Figure 3.

(A) Schema of the study design. (B) ELISpot analysis of IFNγ positive Spot forming units (SFU) in splenocytes derived from mice vaccinated with 10 μg of MC3-based LNP-formulated mRNA vaccine, given either via intramuscular (im) or subcutaneous (sc) injection, and stimulated ex vivo with either a vehicle control, 5 μg/mL HPV16 E7 peptides or Ionomycin/PMA control. Data presented as mean ± SEM. Differences between groups were tested using two-way ANOVA test (***, P<0.001; n.s., no significance). (C) Flow Cytometry analysis of IFNγ positive Cytotoxic T lymphocytes from splenocytes derived from mice vaccinated with either 10 or 20 μg of MC3-based LNP-formulated mRNA vaccine, or with 20 μg of MC3-based LNP-formulated luciferase mRNA control, and stimulated ex vivo with either a vehicle control, 5 μg/mL HPV16 E7 peptides or Ionomycin/PMA control.

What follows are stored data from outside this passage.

//! Built-in feed lists and source labelling.
//!
//! Mainstream feeds are grouped by category; fact-check feeds form a single
//! pool that is consulted for every category. Both can be replaced from the
//! `feeds:` section of the config file, where a source may be written as a
//! bare URL or as `{ url, name }`.

use serde::{Deserialize, Serialize};
use std::collections::BTreeMap;
use tracing::warn;

/// Category used when none, or an unknown one, is requested.
pub const DEFAULT_CATEGORY: &str = "all";

/// One feed URL and an optional display name.
#[derive(Debug, Clone, PartialEq, Eq, Deserialize, Serialize)]
#[serde(from = "FeedSourceRepr")]
pub struct FeedSource {
    pub url: String,
    #[serde(skip_serializing_if = "Option::is_none")]
    pub name: Option<String>,
}

#[derive(Deserialize)]
#[serde(untagged)]
enum FeedSourceRepr {
    Url(String),
    Full { url: String, name: Option<String> },
}

impl From<FeedSourceRepr> for FeedSource {
    fn from(repr: FeedSourceRepr) -> Self {
        match repr {
            FeedSourceRepr::Url(url) => FeedSource { url, name: None },
            FeedSourceRepr::Full { url, name } => FeedSource { url, name },
        }
    }
}

impl FeedSource {
    pub fn new(url: &str) -> Self {
        Self {
            url: url.to_string(),
            name: None,
        }
    }

    pub fn named(name: &str, url: &str) -> Self {
        Self {
            url: url.to_string(),
            name: Some(name.to_string()),
        }
    }

    /// Display label: the configured name, else the hostname without `www.`.
    ///
    /// For example: "https://www.npr.org/rss/rss.php?id=1001" -> "npr.org"
    pub fn label(&self) -> String {
        if let Some(name) = self.name.as_deref().filter(|n| !n.trim().is_empty()) {
            return name.trim().to_string();
        }
        url::Url::parse(&self.url)
            .ok()
            .and_then(|parsed| parsed.host_str().map(|h| h.strip_prefix("www.").unwrap_or(h).to_string()))
            .unwrap_or_else(|| self.url.clone())
    }
}

/// Mainstream feeds by category plus the fact-check pool.
#[derive(Debug, Clone, PartialEq, Deserialize, Serialize)]
#[serde(default)]
pub struct FeedCatalog {
    pub mainstream: BTreeMap<String, Vec<FeedSource>>,
    pub factcheck: Vec<FeedSource>,
}

impl Default for FeedCatalog {
    fn default() -> Self {
        default_catalog()
    }
}

impl FeedCatalog {
    /// Mainstream feeds for `category`, falling back to [`DEFAULT_CATEGORY`].
    pub fn category(&self, category: &str) -> &[FeedSource] {
        if let Some(feeds) = self.mainstream.get(category) {
            return feeds;
        }
        warn!(%category, fallback = DEFAULT_CATEGORY, "Unknown feed category");
        self.mainstream
            .get(DEFAULT_CATEGORY)
            .map(Vec::as_slice)
            .unwrap_or(&[])
    }

    /// Names of all configured categories, sorted.
    pub fn categories(&self) -> Vec<&str> {
        self.mainstream.keys().map(String::as_str).collect()
    }
}

fn sources(urls: &[&str]) -> Vec<FeedSource> {
    urls.iter().map(|url| FeedSource::new(url)).collect()
}

/// The feeds shipped with the application.
pub fn default_catalog() -> FeedCatalog {
    let mut mainstream = BTreeMap::new();
    mainstream.insert(
        "all".to_string(),
        sources(&[
            // National
            "https://www.npr.org/rss/rss.php?id=1001",
            "https://rss.cnn.com/rss/edition.rss",
            "https://feeds.foxnews.com/foxnews/latest",
            "https://www.reutersagency.com/feed/?best-topics=world&post_type=best",
            // International
            "https://www.aljazeera.com/xml/rss/all.xml",
            "https://feeds.bbci.co.uk/news/rss.xml",
            // Tech
            "https://www.theverge.com/rss/index.xml",
            "https://feeds.arstechnica.com/arstechnica/index",
            // Health
            "https://www.cdc.gov/rss/rss.aspx",
            // Business
            "https://www.marketwatch.com/rss/topstories",
            // Sports
            "https://www.espn.com/espn/rss/news",
            // Travel
            "https://www.travelpulse.com/rss/2.xml",
            // Local
            "https://news.yahoo.com/rss/",
        ]),
    );
    mainstream.insert(
        "politics".to_string(),
        sources(&[
            "https://rss.nytimes.com/services/xml/rss/nyt/Politics.xml",
            "https://www.politico.com/rss/congress.xml",
            "https://feeds.foxnews.com/foxnews/politics",
        ]),
    );
    mainstream.insert(
        "world".to_string(),
        sources(&[
            "https://feeds.bbci.co.uk/news/world/rss.xml",
            "https://www.aljazeera.com/xml/rss/all.xml",
        ]),
    );
    mainstream.insert(
        "tech".to_string(),
        sources(&[
            "https://www.theverge.com/rss/index.xml",
            "https://www.engadget.com/rss.xml",
        ]),
    );
    mainstream.insert(
        "health".to_string(),
        sources(&[
            "https://www.cdc.gov/rss/rss.aspx",
            "https://medicalxpress.com/rss-feed/",
        ]),
    );
    mainstream.insert(
        "business".to_string(),
        sources(&[
            "https://www.marketwatch.com/rss/topstories",
            "https://www.investing.com/rss/news.rss",
        ]),
    );
    mainstream.insert(
        "sports".to_string(),
        sources(&["https://www.espn.com/espn/rss/news"]),
    );
    mainstream.insert(
        "travel".to_string(),
        sources(&["https://www.travelpulse.com/rss/2.xml"]),
    );
    mainstream.insert("local".to_string(), sources(&["https://news.yahoo.com/rss/"]));

    FeedCatalog {
        mainstream,
        factcheck: vec![
            FeedSource::named("Snopes", "https://www.snopes.com/feed/"),
            FeedSource::named("PolitiFact", "https://www.politifact.com/rss/all/"),
            FeedSource::named("FactCheck.org", "https://www.factcheck.org/feed/"),
            FeedSource::named("Full Fact", "https://fullfact.org/feed/"),
        ],
    }
}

Data presented as mean ± SEM. Differences between groups were tested using two-way ANOVA test (***, P<0.001; n.s., no significance). (D) Flow Cytometry analysis of IFNγ positive Helper T lymphocytes from splenocytes derived from mice vaccinated with either 20 μg of MC3-based LNP-formulated mRNA vaccine, or with 20 μg of MC3-based LNP-formulated luciferase mRNA control, and stimulated ex vivo with either a vehicle control, 5 μg/mL HPV16 E7 peptides or Ionomycin/PMA control. Data presented as mean ± SEM. Differences between groups were tested using two-way ANOVA test (n.s., no significance).